Influenza is once again spreading across Europe, posing a threat to vulnerable people that have not been vaccinated. So far, reports say that it confined in the west and north of the WHO European Region, with very little or no activity in the east.
Influenza is an acute viral infection that primarily attacks the nose, throat and lungs and affects about 5–15% of the population each year. The infection is usually mild and uncomplicated, but may occasionally cause severe disease, particularly among the elderly, pregnant women, very young children and persons with underlying medical conditions. It travels easily, spreading through the air, usually from coughs and sneezes, but also from people’s hands. People can spread the virus even before they know they have it, from a day before they notice any symptoms until 5–7 days afterwards. Symptoms can include fever, chills, cough, headache, muscle aches and tiredness.

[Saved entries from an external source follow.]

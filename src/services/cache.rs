//! In-memory cache with per-entry expiry
//!
//! Backs the scan-state read cache and the search feed cache.

use parking_lot::RwLock;
use std::collections::HashMap;
use std::hash::Hash;
use std::time::{Duration, Instant};

#[derive(Clone)]
struct CacheEntry<V> {
    value: V,
    expires_at: Instant,
}

pub struct TtlCache<K, V> {
    entries: RwLock<HashMap<K, CacheEntry<V>>>,
    ttl: Duration,
}

impl<K, V> TtlCache<K, V>
where
    K: Eq + Hash,
    V: Clone,
{
    pub fn new(ttl: Duration) -> Self {
        Self {
            entries: RwLock::new(HashMap::new()),
            ttl,
        }
    }

    /// Value for `key` if present and not expired
    pub fn get(&self, key: &K) -> Option<V> {
        let entries = self.entries.read();
        entries
            .get(key)
            .filter(|entry| Instant::now() < entry.expires_at)
            .map(|entry| entry.value.clone())
    }

    pub fn insert(&self, key: K, value: V) {
        // A zero TTL disables caching entirely
        if self.ttl.is_zero() {
            return;
        }
        self.entries.write().insert(
            key,
            CacheEntry {
                value,
                expires_at: Instant::now() + self.ttl,
            },
        );
    }

    pub fn invalidate(&self, key: &K) {
        self.entries.write().remove(key);
    }

    /// Drop expired entries, returning how many were removed
    pub fn purge_expired(&self) -> usize {
        let mut entries = self.entries.write();
        let before = entries.len();
        let now = Instant::now();
        entries.retain(|_, entry| entry.expires_at > now);
        before - entries.len()
    }

    #[cfg(test)]
    pub fn len(&self) -> usize {
        self.entries.read().len()
    }

    #[cfg(test)]
    pub fn is_empty(&self) -> bool {
        self.entries.read().is_empty()
    }
}
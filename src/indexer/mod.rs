//! Episode search
//!
//! The scan engine asks a [`SearchProvider`] for releases of one episode at a
//! time. Providers report "nothing found" as an empty list and reserve `Err`
//! for failures worth retrying later (network errors, bad responses).

pub mod matching;
pub mod torznab;

use anyhow::Result;
use async_trait::async_trait;
use serde::Serialize;

use crate::db::ShowRecord;
use crate::torrent::Resolution;

pub use torznab::TorznabSearchProvider;

/// What to look for
#[derive(Debug, Clone, PartialEq, Eq)]
pub struct EpisodeQuery {
    pub show_id: i64,
    pub title: String,
    pub alternate_names: Vec<String>,
    pub season: u32,
    pub episode: u32,
    pub absolute: u32,
}

impl EpisodeQuery {
    pub fn for_show(show: &ShowRecord, season: u32, episode: u32, absolute: u32) -> Self {
        Self {
            show_id: show.id,
            title: show.title.clone(),
            alternate_names: show.alternate_names.clone(),
            season,
            episode,
            absolute,
        }
    }

    /// Title followed by alternate names, blank and duplicate names removed
    pub fn names(&self) -> Vec<&str> {
        let mut names: Vec<&str> = Vec::new();
        for name in std::iter::once(&self.title).chain(&self.alternate_names) {
            let name = name.trim();
            if !name.is_empty() && !names.iter().any(|n| n.eq_ignore_ascii_case(name)) {
                names.push(name);
            }
        }
        names
    }

    /// `S02E09` style marker
    pub fn episode_tag(&self) -> String {
        format!("S{:02}E{:02}", self.season, self.episode)
    }
}

/// A release that may satisfy a query
#[derive(Debug, Clone, PartialEq, Eq, Serialize)]
pub struct SearchCandidate {
    pub title: String,
    pub magnet_link: String,
    pub quality: Resolution,
    pub seeders: u32,
}

#[async_trait]
pub trait SearchProvider: Send + Sync {
    fn name(&self) -> &str;

    /// Releases matching the query. `Ok(vec![])` means nothing was found.
    async fn search(&self, query: &EpisodeQuery) -> Result<Vec<SearchCandidate>>;
}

So far, at least 16 European countries have reported increasing flu activity. In the UK, Belgium, France, Norway, Sweden, Denmark, Ireland, the Netherlands and Luxembourg the virus is widespread. In specific, 167 hospitalized cases were confirmed through laboratory tests as influenza, however, the number is about to grow soon even though experts do not expect the flu season overall to be much worse than normal.
In the United States, the flu epidemic, a different type from the European influenza, has spread to at least 47 states and killed 20 children.